*** Opening Entries supplied ***
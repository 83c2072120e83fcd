use actix_web::{web, HttpResponse, Responder};
use std::sync::Arc;
use validator::Validate;

use crate::core::Matcher;
use crate::error::{InputError, MatchError};
use crate::models::{
    ErrorResponse, HealthResponse, Problem, SolveOptions, SolveRequest, SolveResponse,
    TextSolveRequest,
};
use crate::services::{parse_blacklist, parse_preferences, CacheKey, ResultCache};

/// Application state shared across all handlers
#[derive(Clone)]
pub struct AppState {
    pub matcher: Matcher,
    pub cache: Arc<ResultCache>,
    /// Largest side accepted per request
    pub max_people: usize,
}

/// Configure all matching routes
pub fn configure(cfg: &mut web::ServiceConfig) {
    cfg
        .route("/health", web::get().to(health_check))
        .route("/matching/solve", web::post().to(solve))
        .route("/matching/solve/text", web::post().to(solve_text))
        .route("/cache/stats", web::get().to(cache_stats));
}

/// Health check endpoint
async fn health_check() -> impl Responder {
    HttpResponse::Ok().json(HealthResponse {
        status: "healthy".to_string(),
        version: env!("CARGO_PKG_VERSION").to_string(),
        timestamp: chrono::Utc::now(),
    })
}

/// Solve endpoint
///
/// POST /api/v1/matching/solve
///
/// Request body:
/// ```json
/// {
///   "women": { "A": ["X", "Y"], "B": [] },
///   "men": { "X": ["A"], "Y": ["B", "A"] },
///   "blacklist": [["B", "Y"]],
///   "scorer": "egalitarian-sum",
///   "trials": 500,
///   "seed": 42
/// }
/// ```
async fn solve(state: web::Data<AppState>, req: web::Json<SolveRequest>) -> impl Responder {
    if let Err(errors) = req.validate() {
        tracing::info!("Validation failed for solve request: {}", errors);
        return validation_failed(errors.to_string());
    }

    let (problem, options) = match req.into_inner().into_problem() {
        Ok(parsed) => parsed,
        Err(e) => return match_error_response(&MatchError::Input(e)),
    };

    run_solve(&state, problem, options).await
}

/// Solve endpoint for the line-oriented text format
///
/// POST /api/v1/matching/solve/text
///
/// Request body:
/// ```json
/// {
///   "womenPrefs": "A:X,Y\nB:",
///   "menPrefs": "X:A\nY:B,A",
///   "blacklist": "B,Y",
///   "trials": 100
/// }
/// ```
async fn solve_text(
    state: web::Data<AppState>,
    req: web::Json<TextSolveRequest>,
) -> impl Responder {
    if let Err(errors) = req.validate() {
        tracing::info!("Validation failed for text solve request: {}", errors);
        return validation_failed(errors.to_string());
    }

    let req = req.into_inner();
    let parsed = parse_preferences(&req.women_prefs).and_then(|women| {
        let men = parse_preferences(&req.men_prefs)?;
        let blacklist = parse_blacklist(&req.blacklist)?;
        Problem::new(women, men, blacklist)
    });

    match parsed {
        Ok(problem) => run_solve(&state, problem, req.options).await,
        Err(e) => match_error_response(&MatchError::Input(e)),
    }
}

/// Cache statistics endpoint
async fn cache_stats(state: web::Data<AppState>) -> impl Responder {
    HttpResponse::Ok().json(state.cache.stats().await)
}

async fn run_solve(state: &AppState, problem: Problem, options: SolveOptions) -> HttpResponse {
    if problem.size() > state.max_people {
        let err = InputError::TooManyPeople(problem.size(), state.max_people);
        return match_error_response(&MatchError::Input(err));
    }

    let config = match options.apply(state.matcher.defaults()) {
        Ok(config) => config,
        Err(e) => return match_error_response(&MatchError::Input(e)),
    };

    let cache_key = CacheKey::solve(&problem, &config);
    if let Some(key) = &cache_key {
        if let Ok(mut cached) = state.cache.get::<SolveResponse>(key).await {
            tracing::debug!("Serving cached result for {}", key);
            cached.cached = true;
            return HttpResponse::Ok().json(cached);
        }
    }

    tracing::info!(
        "Solving {} people per side with {} ({} trials)",
        problem.size(),
        config.method,
        config.trials
    );

    // The search is CPU bound, keep it off the reactor
    let matcher = state.matcher.clone();
    let outcome = match web::block(move || matcher.solve(&problem, &config)).await {
        Ok(Ok(outcome)) => outcome,
        Ok(Err(e)) => return match_error_response(&e),
        Err(e) => {
            tracing::error!("Solver task failed: {}", e);
            return HttpResponse::InternalServerError().json(ErrorResponse {
                error: "Solver failed".to_string(),
                message: e.to_string(),
                status_code: 500,
            });
        }
    };

    let response = SolveResponse::from(outcome);

    if let Some(key) = &cache_key {
        if let Err(e) = state.cache.set(key, &response).await {
            tracing::warn!("Failed to cache result: {}", e);
        }
    }

    HttpResponse::Ok().json(response)
}

fn validation_failed(message: String) -> HttpResponse {
    HttpResponse::BadRequest().json(ErrorResponse {
        error: "Validation failed".to_string(),
        message,
        status_code: 400,
    })
}

fn match_error_response(err: &MatchError) -> HttpResponse {
    match err {
        MatchError::Input(_) => HttpResponse::BadRequest().json(ErrorResponse {
            error: "Invalid input".to_string(),
            message: err.to_string(),
            status_code: 400,
        }),
        MatchError::NoFeasibleMatching { .. } => {
            tracing::info!("{}", err);
            HttpResponse::UnprocessableEntity().json(ErrorResponse {
                error: "No feasible matching".to_string(),
                message: err.to_string(),
                status_code: 422,
            })
        }
        MatchError::Infeasible { .. } => {
            tracing::error!("Infeasible trial escaped the search: {}", err);
            HttpResponse::InternalServerError().json(ErrorResponse {
                error: "Matching failed".to_string(),
                message: err.to_string(),
                status_code: 500,
            })
        }
    }
}

#[cfg(test)]
mod tests {
    use super::*;
    use actix_web::{http::StatusCode, test, App};

    fn state(max_people: usize) -> AppState {
        AppState {
            matcher: Matcher::default(),
            cache: Arc::new(ResultCache::new(100, 60)),
            max_people,
        }
    }

    #[::core::prelude::v1::test]
    fn test_error_status_codes() {
        let input = match_error_response(&MatchError::Input(InputError::EmptySide));
        assert_eq!(input.status(), StatusCode::BAD_REQUEST);

        let none = match_error_response(&MatchError::NoFeasibleMatching { attempted: 3 });
        assert_eq!(none.status(), StatusCode::UNPROCESSABLE_ENTITY);

        let escaped = match_error_response(&MatchError::Infeasible {
            person: "A".to_string(),
        });
        assert_eq!(escaped.status(), StatusCode::INTERNAL_SERVER_ERROR);
    }

    #[actix_web::test]
    async fn test_too_many_people_is_rejected() {
        let app = test::init_service(
            App::new()
                .app_data(web::Data::new(state(1)))
                .configure(configure),
        )
        .await;

        let req = test::TestRequest::post()
            .uri("/matching/solve")
            .set_json(serde_json::json!({
                "women": {"A": [], "B": []},
                "men": {"X": [], "Y": []},
                "seed": 1
            }))
            .to_request();
        let resp = test::call_service(&app, req).await;
        assert_eq!(resp.status(), StatusCode::BAD_REQUEST);
    }

    #[actix_web::test]
    async fn test_health_check() {
        let app = test::init_service(
            App::new()
                .app_data(web::Data::new(state(10)))
                .configure(configure),
        )
        .await;

        let req = test::TestRequest::get().uri("/health").to_request();
        let body: HealthResponse = test::call_and_read_body_json(&app, req).await;
        assert_eq!(body.status, "healthy");
    }
}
*** Closing Entries supplied ***
» Exercise prompt
Give nothing except how many lines of the records include "outcome".

» Written reply
3